→ **WHAT IS NEEDED**: Your task is to repeat the entries exactly from their first line through the line with "an ordered chain", and to stop there.

→ **Stored data**:
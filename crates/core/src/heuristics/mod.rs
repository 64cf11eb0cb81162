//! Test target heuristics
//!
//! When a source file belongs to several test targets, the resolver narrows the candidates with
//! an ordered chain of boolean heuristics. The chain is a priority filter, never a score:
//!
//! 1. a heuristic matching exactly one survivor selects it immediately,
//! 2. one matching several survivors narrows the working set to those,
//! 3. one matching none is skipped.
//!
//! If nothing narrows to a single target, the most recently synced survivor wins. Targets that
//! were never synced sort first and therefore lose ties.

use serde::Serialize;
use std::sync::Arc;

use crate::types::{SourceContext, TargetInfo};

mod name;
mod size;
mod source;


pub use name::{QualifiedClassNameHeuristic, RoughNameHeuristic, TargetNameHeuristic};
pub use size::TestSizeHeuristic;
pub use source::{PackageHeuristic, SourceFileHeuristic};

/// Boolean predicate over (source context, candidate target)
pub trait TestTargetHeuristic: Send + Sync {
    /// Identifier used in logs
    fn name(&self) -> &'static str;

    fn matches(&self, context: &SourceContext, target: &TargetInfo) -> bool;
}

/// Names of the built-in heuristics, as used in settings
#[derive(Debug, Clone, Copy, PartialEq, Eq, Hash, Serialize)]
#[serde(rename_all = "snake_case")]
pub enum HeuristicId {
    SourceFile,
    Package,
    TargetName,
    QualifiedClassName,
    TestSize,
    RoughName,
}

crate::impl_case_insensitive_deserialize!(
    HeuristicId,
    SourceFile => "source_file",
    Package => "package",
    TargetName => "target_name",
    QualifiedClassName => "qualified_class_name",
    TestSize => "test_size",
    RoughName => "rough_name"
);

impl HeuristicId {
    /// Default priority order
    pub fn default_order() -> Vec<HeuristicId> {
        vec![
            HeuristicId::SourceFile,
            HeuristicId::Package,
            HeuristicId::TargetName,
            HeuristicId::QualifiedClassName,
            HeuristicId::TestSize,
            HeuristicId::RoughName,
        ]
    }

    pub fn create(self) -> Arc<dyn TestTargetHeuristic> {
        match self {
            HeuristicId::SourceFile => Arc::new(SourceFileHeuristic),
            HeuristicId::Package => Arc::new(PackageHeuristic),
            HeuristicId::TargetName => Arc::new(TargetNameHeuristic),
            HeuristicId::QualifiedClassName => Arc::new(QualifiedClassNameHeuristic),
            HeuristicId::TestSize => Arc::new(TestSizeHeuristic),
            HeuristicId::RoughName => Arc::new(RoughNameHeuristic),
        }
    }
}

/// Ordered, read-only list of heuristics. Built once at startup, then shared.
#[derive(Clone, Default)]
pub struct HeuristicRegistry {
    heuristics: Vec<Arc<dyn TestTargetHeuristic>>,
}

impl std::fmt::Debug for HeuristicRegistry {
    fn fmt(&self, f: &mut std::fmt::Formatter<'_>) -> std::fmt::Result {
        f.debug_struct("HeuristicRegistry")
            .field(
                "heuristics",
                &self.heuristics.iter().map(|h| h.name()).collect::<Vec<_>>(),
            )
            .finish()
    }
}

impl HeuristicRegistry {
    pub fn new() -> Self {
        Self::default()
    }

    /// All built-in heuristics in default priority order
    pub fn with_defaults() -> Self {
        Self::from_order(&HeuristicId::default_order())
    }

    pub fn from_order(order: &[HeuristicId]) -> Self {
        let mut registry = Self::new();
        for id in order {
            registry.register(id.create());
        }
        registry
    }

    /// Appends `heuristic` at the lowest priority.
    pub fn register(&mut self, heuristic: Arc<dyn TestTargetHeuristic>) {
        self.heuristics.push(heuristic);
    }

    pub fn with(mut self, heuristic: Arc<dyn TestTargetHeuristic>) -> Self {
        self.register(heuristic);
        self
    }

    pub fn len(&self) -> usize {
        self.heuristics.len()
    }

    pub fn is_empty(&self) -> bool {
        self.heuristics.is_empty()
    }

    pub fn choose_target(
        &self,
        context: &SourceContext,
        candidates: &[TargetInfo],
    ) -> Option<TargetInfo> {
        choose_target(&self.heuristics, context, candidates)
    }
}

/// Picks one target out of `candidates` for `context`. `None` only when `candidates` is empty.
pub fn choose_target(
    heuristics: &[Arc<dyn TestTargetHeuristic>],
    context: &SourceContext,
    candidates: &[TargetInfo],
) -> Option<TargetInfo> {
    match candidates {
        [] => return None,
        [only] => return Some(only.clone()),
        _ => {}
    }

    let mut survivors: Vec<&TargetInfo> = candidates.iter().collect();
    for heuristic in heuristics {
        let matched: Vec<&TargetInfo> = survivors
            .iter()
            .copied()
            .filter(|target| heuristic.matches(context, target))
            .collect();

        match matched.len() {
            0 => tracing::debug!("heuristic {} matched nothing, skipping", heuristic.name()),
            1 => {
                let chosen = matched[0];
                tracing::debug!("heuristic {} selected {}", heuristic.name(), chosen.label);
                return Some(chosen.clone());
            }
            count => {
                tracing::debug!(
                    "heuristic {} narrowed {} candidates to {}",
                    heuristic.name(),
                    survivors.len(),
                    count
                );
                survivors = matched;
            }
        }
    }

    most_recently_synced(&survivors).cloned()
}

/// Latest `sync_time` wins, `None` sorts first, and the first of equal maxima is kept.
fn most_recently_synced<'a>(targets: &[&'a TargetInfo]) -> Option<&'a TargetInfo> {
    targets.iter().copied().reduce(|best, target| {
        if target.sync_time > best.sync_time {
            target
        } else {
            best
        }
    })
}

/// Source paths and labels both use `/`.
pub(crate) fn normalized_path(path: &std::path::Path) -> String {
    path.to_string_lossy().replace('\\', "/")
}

→ **RESULT FOR THIS TASK**:
filename crates/core/src/heuristics/mod.rs
repository 64cf11eb0cb81162
//! Test target heuristics
//!
//! When a source file belongs to several test targets, the resolver narrows the candidates with
//! an ordered chain of boolean heuristics. The chain is a priority filter, never a score:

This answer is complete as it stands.